--- What you will do ---
Give back all of the data, word for word.

--- Supplied material ---
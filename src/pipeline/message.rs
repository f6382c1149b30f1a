//! Inbound message model: the fields routing rules match against.

use mail_parser::{Message, MessageParser, MessagePart, MimeHeaders, PartType};
use tracing::warn;

/// An inbound email, parsed just far enough for routing.
#[derive(Debug, Clone, PartialEq, Eq)]
pub struct MailMessage {
    /// Decoded Subject header, as sent.
    pub subject: Option<String>,
    /// From header rendered as `Name <address>` (or just the address).
    pub from: Option<String>,
    /// Text of the first text/plain part; empty if none could be decoded.
    pub body: String,
    /// The message exactly as received.
    pub raw: Vec<u8>,
}

impl MailMessage {
    /// Parse raw RFC 5322 bytes.
    ///
    /// Never fails: input mail-parser rejects (no headers, empty, binary
    /// junk) becomes a message with no subject or sender whose body is the
    /// raw bytes, lossily decoded.
    pub fn parse(raw: Vec<u8>) -> Self {
        let parsed = MessageParser::default().parse(raw.as_slice()).map(|parsed| {
            (
                parsed.subject().map(str::to_string),
                render_from(&parsed),
                extract_body(&parsed),
            )
        });

        let (subject, from, body) = match parsed {
            Some(fields) => fields,
            None => {
                warn!(
                    bytes = raw.len(),
                    "Message has no parseable headers, routing as plain text"
                );
                (None, None, String::from_utf8_lossy(&raw).into_owned())
            }
        };

        Self {
            subject,
            from,
            body,
            raw,
        }
    }

    /// Build a message from already-extracted fields (no raw bytes).
    pub fn from_parts(subject: Option<&str>, from: Option<&str>, body: &str) -> Self {
        Self {
            subject: subject.map(String::from),
            from: from.map(String::from),
            body: body.to_string(),
            raw: Vec::new(),
        }
    }
}

fn render_from(parsed: &Message) -> Option<String> {
    let addr = parsed.from()?.first()?;
    match (addr.name(), addr.address()) {
        (Some(name), Some(address)) => Some(format!("{name} <{address}>")),
        (None, Some(address)) => Some(address.to_string()),
        (Some(name), None) => Some(name.to_string()),
        (None, None) => None,
    }
}

/// Body text used for matching.
///
/// Multipart: the first text/plain part in depth-first order; the rest is
/// ignored. Single part: the whole payload, whatever its type.
fn extract_body(parsed: &Message) -> String {
    let Some(root) = parsed.parts.first() else {
        return String::new();
    };

    if matches!(root.body, PartType::Multipart(_)) {
        parsed
            .parts
            .iter()
            .find(|part| is_text_plain(part))
            .map(part_text)
            .unwrap_or_default()
    } else {
        part_text(root)
    }
}

fn is_text_plain(part: &MessagePart) -> bool {
    match MimeHeaders::content_type(part) {
        Some(ct) => {
            ct.ctype().eq_ignore_ascii_case("text")
                && ct
                    .subtype()
                    .is_some_and(|sub| sub.eq_ignore_ascii_case("plain"))
        }
        // No Content-Type defaults to text/plain.
        None => matches!(part.body, PartType::Text(_)),
    }
}

fn part_text(part: &MessagePart) -> String {
    match &part.body {
        PartType::Text(text) | PartType::Html(text) => text.to_string(),
        PartType::Binary(bytes) | PartType::InlineBinary(bytes) => {
            String::from_utf8_lossy(bytes).into_owned()
        }
        PartType::Message(_) | PartType::Multipart(_) => String::new(),
    }
}

#[cfg(test)]
mod tests {
    use super::*;

    fn parse(raw: &str) -> MailMessage {
        MailMessage::parse(raw.replace('\n', "\r\n").into_bytes())
    }

    #[test]
    fn extracts_headers_and_plain_body() {
        let msg = parse(
            "From: Billing <billing@vendor.com>\n\
             Subject: Invoice #44\n\
             Content-Type: text/plain; charset=utf-8\n\
             \n\
             Please pay by Friday.\n",
        );
        assert_eq!(msg.subject.as_deref(), Some("Invoice #44"));
        assert_eq!(msg.from.as_deref(), Some("Billing <billing@vendor.com>"));
        assert!(msg.body.contains("Please pay by Friday."));
    }

    #[test]
    fn bare_address_from() {
        let msg = parse("From: boss@example.com\nSubject: hi\n\nbody\n");
        assert_eq!(msg.from.as_deref(), Some("boss@example.com"));
    }

    #[test]
    fn missing_subject_is_none() {
        let msg = parse("From: a@b.c\n\nbody\n");
        assert_eq!(msg.subject, None);
    }

    #[test]
    fn multipart_uses_first_text_plain_part() {
        let msg = parse(
            "From: a@example.com\n\
             Subject: mixed\n\
             MIME-Version: 1.0\n\
             Content-Type: multipart/alternative; boundary=\"XX\"\n\
             \n\
             --XX\n\
             Content-Type: text/html\n\
             \n\
             <p>html version</p>\n\
             --XX\n\
             Content-Type: text/plain\n\
             \n\
             first plain part\n\
             --XX\n\
             Content-Type: text/plain\n\
             \n\
             second plain part\n\
             --XX--\n",
        );
        assert!(msg.body.contains("first plain part"));
        assert!(!msg.body.contains("second plain part"));
        assert!(!msg.body.contains("html version"));
    }

    #[test]
    fn multipart_without_plain_part_has_empty_body() {
        let msg = parse(
            "From: a@example.com\n\
             Content-Type: multipart/mixed; boundary=\"B\"\n\
             \n\
             --B\n\
             Content-Type: text/html\n\
             \n\
             <b>only html</b>\n\
             --B--\n",
        );
        assert_eq!(msg.body, "");
    }

    #[test]
    fn single_part_html_uses_whole_payload() {
        let msg = parse("From: a@example.com\nContent-Type: text/html\n\n<b>Bold</b>\n");
        assert!(msg.body.contains("<b>Bold</b>"));
    }

    #[test]
    fn decodes_quoted_printable_body() {
        let msg = parse(
            "From: a@example.com\n\
             Content-Type: text/plain; charset=utf-8\n\
             Content-Transfer-Encoding: quoted-printable\n\
             \n\
             Gr=C3=BC=C3=9Fe\n",
        );
        assert!(msg.body.contains("Grüße"));
    }

    #[test]
    fn keeps_raw_bytes() {
        let raw = b"Subject: x\r\n\r\nbody\r\n".to_vec();
        let msg = MailMessage::parse(raw.clone());
        assert_eq!(msg.raw, raw);
    }

    #[test]
    fn headerless_text_becomes_body() {
        let raw = b"just some text without headers\n".to_vec();
        let msg = MailMessage::parse(raw.clone());
        assert_eq!(msg.subject, None);
        assert_eq!(msg.from, None);
        assert!(msg.body.contains("just some text without headers"));
        assert_eq!(msg.raw, raw);
    }

    #[test]
    fn empty_input_is_an_empty_message() {
        let msg = MailMessage::parse(Vec::new());
        assert_eq!(msg.subject, None);
        assert_eq!(msg.from, None);
        assert_eq!(msg.body, "");
        assert!(msg.raw.is_empty());
    }

    #[test]
    fn non_utf8_garbage_is_kept_and_decoded_lossily() {
        let raw = b"\xff\xfe garbage\r\n".to_vec();
        let msg = MailMessage::parse(raw.clone());
        assert_eq!(msg.subject, None);
        assert!(msg.body.contains("garbage"));
        assert_eq!(msg.raw, raw);
    }

    #[test]
    fn unparseable_input_still_routes_to_inbox() {
        use crate::config::{Conditions, FilterRule, RuleAction};
        use crate::pipeline::rules::route;

        let rules = vec![FilterRule {
            name: "invoices".into(),
            conditions: Conditions {
                subject_contains: Some("invoice".into()),
                ..Default::default()
            },
            action: RuleAction {
                folder: Some("Invoices".into()),
                ..Default::default()
            },
        }];
        let decision = route(&MailMessage::parse(b"\xff\xfe".to_vec()), &rules);
        assert_eq!(decision.folder, "INBOX");
    }
}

--- Answer to this task ---
filename src/pipeline/message.rs
repository f6382c1149b30f1a
//! Inbound message model: the fields routing rules match against.

use mail_parser::{Message, MessageParser, MessagePart, MimeHeaders, PartType};
use tracing::warn;

/// An inbound email, parsed just far enough for routing.
#[derive(Debug, Clone, PartialEq, Eq)]
pub struct MailMessage {
    /// Decoded Subject header, as sent.
    pub subject: Option<String>,
    /// From header rendered as `Name <address>` (or just the address).
    pub from: Option<String>,
    /// Text of the first text/plain part; empty if none could be decoded.
    pub body: String,
    /// The message exactly as received.
    pub raw: Vec<u8>,
}

impl MailMessage {
    /// Parse raw RFC 5322 bytes.
    ///
    /// Never fails: input mail-parser rejects (no headers, empty, binary
    /// junk) becomes a message with no subject or sender whose body is the
    /// raw bytes, lossily decoded.
    pub fn parse(raw: Vec<u8>) -> Self {
        let parsed = MessageParser::default().parse(raw.as_slice()).map(|parsed| {
            (
                parsed.subject().map(str::to_string),
                render_from(&parsed),
                extract_body(&parsed),
            )
        });

        let (subject, from, body) = match parsed {
            Some(fields) => fields,
            None => {
                warn!(
                    bytes = raw.len(),
                    "Message has no parseable headers, routing as plain text"
                );
                (None, None, String::from_utf8_lossy(&raw).into_owned())
            }
        };

        Self {
            subject,
            from,
            body,
            raw,
        }
    }

    /// Build a message from already-extracted fields (no raw bytes).
    pub fn from_parts(subject: Option<&str>, from: Option<&str>, body: &str) -> Self {
        Self {
            subject: subject.map(String::from),
            from: from.map(String::from),
            body: body.to_string(),
            raw: Vec::new(),
        }
    }
}

fn render_from(parsed: &Message) -> Option<String> {
    let addr = parsed.from()?.first()?;
    match (addr.name(), addr.address()) {
        (Some(name), Some(address)) => Some(format!("{name} <{address}>")),
        (None, Some(address)) => Some(address.to_string()),
        (Some(name), None) => Some(name.to_string()),
        (None, None) => None,
    }
}

/// Body text used for matching.
///
/// Multipart: the first text/plain part in depth-first order; the rest is
/// ignored. Single part: the whole payload, whatever its type.
fn extract_body(parsed: &Message) -> String {
    let Some(root) = parsed.parts.first() else {
        return String::new();
    };

    if matches!(root.body, PartType::Multipart(_)) {
        parsed
            .parts
            .iter()
            .find(|part| is_text_plain(part))
            .map(part_text)
            .unwrap_or_default()
    } else {
        part_text(root)
    }
}

fn is_text_plain(part: &MessagePart) -> bool {
    match MimeHeaders::content_type(part) {
        Some(ct) => {
            ct.ctype().eq_ignore_ascii_case("text")
                && ct
                    .subtype()
                    .is_some_and(|sub| sub.eq_ignore_ascii_case("plain"))
        }
        // No Content-Type defaults to text/plain.
        None => matches!(part.body, PartType::Text(_)),
    }
}

fn part_text(part: &MessagePart) -> String {
    match &part.body {
        PartType::Text(text) | PartType::Html(text) => text.to_string(),
        PartType::Binary(bytes) | PartType::InlineBinary(bytes) => {
            String::from_utf8_lossy(bytes).into_owned()
        }
        PartType::Message(_) | PartType::Multipart(_) => String::new(),
    }
}

#[cfg(test)]
mod tests {
    use super::*;

    fn parse(raw: &str) -> MailMessage {
        MailMessage::parse(raw.replace('\n', "\r\n").into_bytes())
    }

    #[test]
    fn extracts_headers_and_plain_body() {
        let msg = parse(
            "From: Billing <billing@vendor.com>\n\
             Subject: Invoice #44\n\
             Content-Type: text/plain; charset=utf-8\n\
             \n\
             Please pay by Friday.\n",
        );
        assert_eq!(msg.subject.as_deref(), Some("Invoice #44"));
        assert_eq!(msg.from.as_deref(), Some("Billing <billing@vendor.com>"));
        assert!(msg.body.contains("Please pay by Friday."));
    }

    #[test]
    fn bare_address_from() {
        let msg = parse("From: boss@example.com\nSubject: hi\n\nbody\n");
        assert_eq!(msg.from.as_deref(), Some("boss@example.com"));
    }

    #[test]
    fn missing_subject_is_none() {
        let msg = parse("From: a@b.c\n\nbody\n");
        assert_eq!(msg.subject, None);
    }

    #[test]
    fn multipart_uses_first_text_plain_part() {
        let msg = parse(
            "From: a@example.com\n\
             Subject: mixed\n\
             MIME-Version: 1.0\n\
             Content-Type: multipart/alternative; boundary=\"XX\"\n\
             \n\
             --XX\n\
             Content-Type: text/html\n\
             \n\
             <p>html version</p>\n\
             --XX\n\
             Content-Type: text/plain\n\
             \n\
             first plain part\n\
             --XX\n\
             Content-Type: text/plain\n\
             \n\
             second plain part\n\
             --XX--\n",
        );
        assert!(msg.body.contains("first plain part"));
        assert!(!msg.body.contains("second plain part"));
        assert!(!msg.body.contains("html version"));
    }

    #[test]
    fn multipart_without_plain_part_has_empty_body() {
        let msg = parse(
            "From: a@example.com\n\
             Content-Type: multipart/mixed; boundary=\"B\"\n\
             \n\
             --B\n\
             Content-Type: text/html\n\
             \n\
             <b>only html</b>\n\
             --B--\n",
        );
        assert_eq!(msg.body, "");
    }

    #[test]
    fn single_part_html_uses_whole_payload() {
        let msg = parse("From: a@example.com\nContent-Type: text/html\n\n<b>Bold</b>\n");
        assert!(msg.body.contains("<b>Bold</b>"));
    }

    #[test]
    fn decodes_quoted_printable_body() {
        let msg = parse(
            "From: a@example.com\n\
             Content-Type: text/plain; charset=utf-8\n\
             Content-Transfer-Encoding: quoted-printable\n\
             \n\
             Gr=C3=BC=C3=9Fe\n",
        );
        assert!(msg.body.contains("Grüße"));
    }

    #[test]
    fn keeps_raw_bytes() {
        let raw = b"Subject: x\r\n\r\nbody\r\n".to_vec();
        let msg = MailMessage::parse(raw.clone());
        assert_eq!(msg.raw, raw);
    }

    #[test]
    fn headerless_text_becomes_body() {
        let raw = b"just some text without headers\n".to_vec();
        let msg = MailMessage::parse(raw.clone());
        assert_eq!(msg.subject, None);
        assert_eq!(msg.from, None);
        assert!(msg.body.contains("just some text without headers"));
        assert_eq!(msg.raw, raw);
    }

    #[test]
    fn empty_input_is_an_empty_message() {
        let msg = MailMessage::parse(Vec::new());
        assert_eq!(msg.subject, None);
        assert_eq!(msg.from, None);
        assert_eq!(msg.body, "");
        assert!(msg.raw.is_empty());
    }

    #[test]
    fn non_utf8_garbage_is_kept_and_decoded_lossily() {
        let raw = b"\xff\xfe garbage\r\n".to_vec();
        let msg = MailMessage::parse(raw.clone());
        assert_eq!(msg.subject, None);
        assert!(msg.body.contains("garbage"));
        assert_eq!(msg.raw, raw);
    }

    #[test]
    fn unparseable_input_still_routes_to_inbox() {
        use crate::config::{Conditions, FilterRule, RuleAction};
        use crate::pipeline::rules::route;

        let rules = vec![FilterRule {
            name: "invoices".into(),
            conditions: Conditions {
                subject_contains: Some("invoice".into()),
                ..Default::default()
            },
            action: RuleAction {
                folder: Some("Invoices".into()),
                ..Default::default()
            },
        }];
        let decision = route(&MailMessage::parse(b"\xff\xfe".to_vec()), &rules);
        assert_eq!(decision.folder, "INBOX");
    }
}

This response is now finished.